Although the role of Axin2 in inhibiting Wnt signaling has been well established, recently Axins have been shown to play active roles in the TGF-β and JNK signaling pathways as well. Axins enhance TGF-β signaling by facilitating Smad3 phosphorylation and activation, as well as by enhancing Smad7 phosphorylation and degradation.15,16 In mitogen-activated protein kinase (MAPK) signaling, Axins facilitate the activation of c-Jun N-terminal Kinase (JNK), a MAPK regulator, through interactions with the protein kinases MEKK1, 4, and 7.20 Recently, we have shown that Axins are negatively regulated by TGF-β and mediate crosstalk between the TGF-β and Wnt signaling pathways in chondrocytes.29 The overall effect of this crosstalk is an enhancement of β-catenin signaling and an inhibition of Smad3 signaling that results in chondrocyte maturation. This is consistent with the in vivo findings presented here, such that disruption of Axin2 signaling results in accelerated chondrocyte maturation and shortening of endochondral bones. β-Catenin gain-of-function in vivo produces a similar phenotype (shorter limbs and craniofacial abnormalities), which provides further evidence for the role of Axin proteins in the regulation of this signaling cascade.30 A mechanism through which this occurs may lie in the removal of Axin2 as a mediator that balances TGF-β and Wnt/β-catenin signaling, which are thought to oppose one another during chondrocyte proliferation and maturation.

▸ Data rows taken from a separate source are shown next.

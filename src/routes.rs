use keyword_tables::{ARCHIVE_FILE_NAME, ExtractOptions};
use serde::Serialize;
use worker::{Context, Env, FormEntry, Request, Response, Result, RouteContext, Router};

use crate::config::AppConfig;
use crate::csv_pipeline::{self, Upload};
use crate::error::ApiError;
use crate::models::{
    ARCHIVE_CONTENT_TYPE, ExtractionSummaryResponse, KEYWORD_FIELD, TABLE_COUNT_HEADER,
    UPLOAD_FIELD,
};

pub async fn handle(req: Request, env: Env, _ctx: Context) -> Result<Response> {
    let config = AppConfig::from_env(&env);

    Router::with_data(config)
        .get("/", form_route)
        .post_async("/api/v1/extract", extract_route)
        .post_async("/api/v1/extract/summary", summary_route)
        .run(req, env)
        .await
}

fn form_route(req: Request, ctx: RouteContext<AppConfig>) -> Result<Response> {
    let url = req.url()?;
    let keyword = url
        .query_pairs()
        .find(|(key, _)| key == KEYWORD_FIELD)
        .map(|(_, value)| value.into_owned());
    let keyword = csv_pipeline::resolve_keyword(keyword, &ctx.data.default_keyword);

    let mut response = Response::from_html(render_form(&keyword))?;
    response.headers_mut().set("Cache-Control", "no-store")?;
    Ok(response)
}

async fn extract_route(mut req: Request, ctx: RouteContext<AppConfig>) -> Result<Response> {
    match extract_response(&mut req, &ctx.data).await {
        Ok(response) => Ok(response),
        Err(error) => error.into_response(),
    }
}

async fn summary_route(mut req: Request, ctx: RouteContext<AppConfig>) -> Result<Response> {
    match summary_response(&mut req, &ctx.data).await {
        Ok(summary) => json_response(&summary),
        Err(error) => error.into_response(),
    }
}

async fn extract_response(req: &mut Request, config: &AppConfig) -> Result<Response, ApiError> {
    let (options, uploads) = read_submission(req, config).await?;
    let results = csv_pipeline::run_extraction(uploads, &options);
    csv_pipeline::log_results(&results);

    let download = csv_pipeline::build_download(results, &options.keyword)?;
    worker::console_log!(
        "archived {} table(s) containing '{}'",
        download.table_count,
        options.keyword
    );

    let mut response = Response::from_bytes(download.bytes)?;
    response
        .headers_mut()
        .set("Content-Type", ARCHIVE_CONTENT_TYPE)?;
    response
        .headers_mut()
        .set("Content-Disposition", &attachment_disposition(ARCHIVE_FILE_NAME))?;
    response
        .headers_mut()
        .set(TABLE_COUNT_HEADER, &download.table_count.to_string())?;
    response.headers_mut().set("Cache-Control", "no-store")?;
    Ok(response)
}

async fn summary_response(
    req: &mut Request,
    config: &AppConfig,
) -> Result<ExtractionSummaryResponse, ApiError> {
    let (options, uploads) = read_submission(req, config).await?;
    let results = csv_pipeline::run_extraction(uploads, &options);
    csv_pipeline::log_results(&results);
    Ok(csv_pipeline::summarize(&results, &options.keyword))
}

async fn read_submission(
    req: &mut Request,
    config: &AppConfig,
) -> Result<(ExtractOptions, Vec<Upload>), ApiError> {
    let form = req
        .form_data()
        .await
        .map_err(|error| ApiError::BadRequest(format!("expected multipart form data: {error}")))?;
    let keyword = csv_pipeline::resolve_keyword(form.get_field(KEYWORD_FIELD), &config.default_keyword);

    let mut uploads = Vec::new();
    for entry in form.get_all(UPLOAD_FIELD).unwrap_or_default() {
        let FormEntry::File(file) = entry else {
            continue;
        };
        let bytes = file.bytes().await?;
        // Browsers submit an empty part when no file was picked.
        if bytes.is_empty() {
            continue;
        }
        uploads.push(Upload {
            name: file.name(),
            bytes,
        });
    }

    if uploads.is_empty() {
        return Err(ApiError::BadRequest(format!(
            "upload at least one PDF in the '{UPLOAD_FIELD}' field"
        )));
    }
    csv_pipeline::check_upload_size(&uploads, config)?;

    Ok((csv_pipeline::extract_options(keyword, config), uploads))
}

fn json_response<T>(payload: &T) -> Result<Response>
where
    T: Serialize,
{
    let mut response = Response::from_json(payload)?;
    response.headers_mut().set("Cache-Control", "no-store")?;
    Ok(response)
}

pub fn attachment_disposition(file_name: &str) -> String {
    format!("attachment; filename=\"{file_name}\"")
}

pub fn escape_html(input: &str) -> String {
    let mut escaped = String::with_capacity(input.len());
    for ch in input.chars() {
        match ch {
            '&' => escaped.push_str("&amp;"),
            '<' => escaped.push_str("&lt;"),
            '>' => escaped.push_str("&gt;"),
            '"' => escaped.push_str("&quot;"),
            '\'' => escaped.push_str("&#39;"),
            _ => escaped.push(ch),
        }
    }
    escaped
}

pub fn render_form(keyword: &str) -> String {
    format!(
        r#"<!doctype html>
<html lang="en">
<head>
<meta charset="utf-8">
<title>PDF table extractor</title>
</head>
<body>
<h1>Extract PDF tables by keyword</h1>
<form method="post" action="/api/v1/extract" enctype="multipart/form-data">
<p><label>PDF files <input type="file" name="{UPLOAD_FIELD}" accept="application/pdf,.pdf" multiple required></label></p>
<p><label>Keyword <input type="text" name="{KEYWORD_FIELD}" value="{keyword}"></label></p>
<p><button type="submit">Extract and download {ARCHIVE_FILE_NAME}</button>
<button type="submit" formaction="/api/v1/extract/summary">Show summary</button></p>
</form>
</body>
</html>
"#,
        keyword = escape_html(keyword),
    )
}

Interestingly, Axin1 protein is ubiquitously expressed, but does not apparently function to preserve normal endochondral bone formation in the absence of Axin2. Axin2, in turn, cannot compensate for the lack of Axin1 as Axin1−/− animals do not survive. This is likely due to the limited expression pattern of Axin2.18 The results presented here also indicate that both Axin1 and Axin2 are involved in axial and appendicular skeletogenesis involving both intramembranous and endochondral ossification. In particular, midline fusion appears to be tightly linked to Wnt/β-catenin signaling, as GSK-3β-null mice also exhibit incomplete midline fusion and cleft palate.31 Regarding the role of Axins in intramembranous bone formation, several groups have found that manipulation of the Wnt/β-catenin or TGF-β signaling pathways results in craniofacial deformities, including cleft palate and calvarial agenesis.32–34 Axin proteins may also play other roles during embryogenesis, as suggested by the lack of eye development in the Axin 3/4 knockout embryos. Indeed, van de Water et al. described an eyeless phenotype in zebrafish with mutations in the Axin1 gene.35
In summary, our work identifies differentiating chondrocytes as a specific target for Axin2 activity; Axin2 normally prevents early chondrocyte maturation. Combined with work we have previously reported, the runt phenotype of Axin2−/− mice described here can be accounted for, at least in part, by the involvement of Axin2 in mediating TGF-β and Wnt/β-catenin crosstalk, where the loss of Axin2 tips the balance between these two signaling pathways in favor of chondrocyte maturation. Examination of the Axin 3/4 knockout mice also indicates that both Axin proteins are involved in intramembranous bone formation and participate in early midline events during skeletogenesis.
This work was supported by National Health Service Awards AR048681 (R. J. O) and AR053717 (R. J. O).
The authors report no conflicts of interest.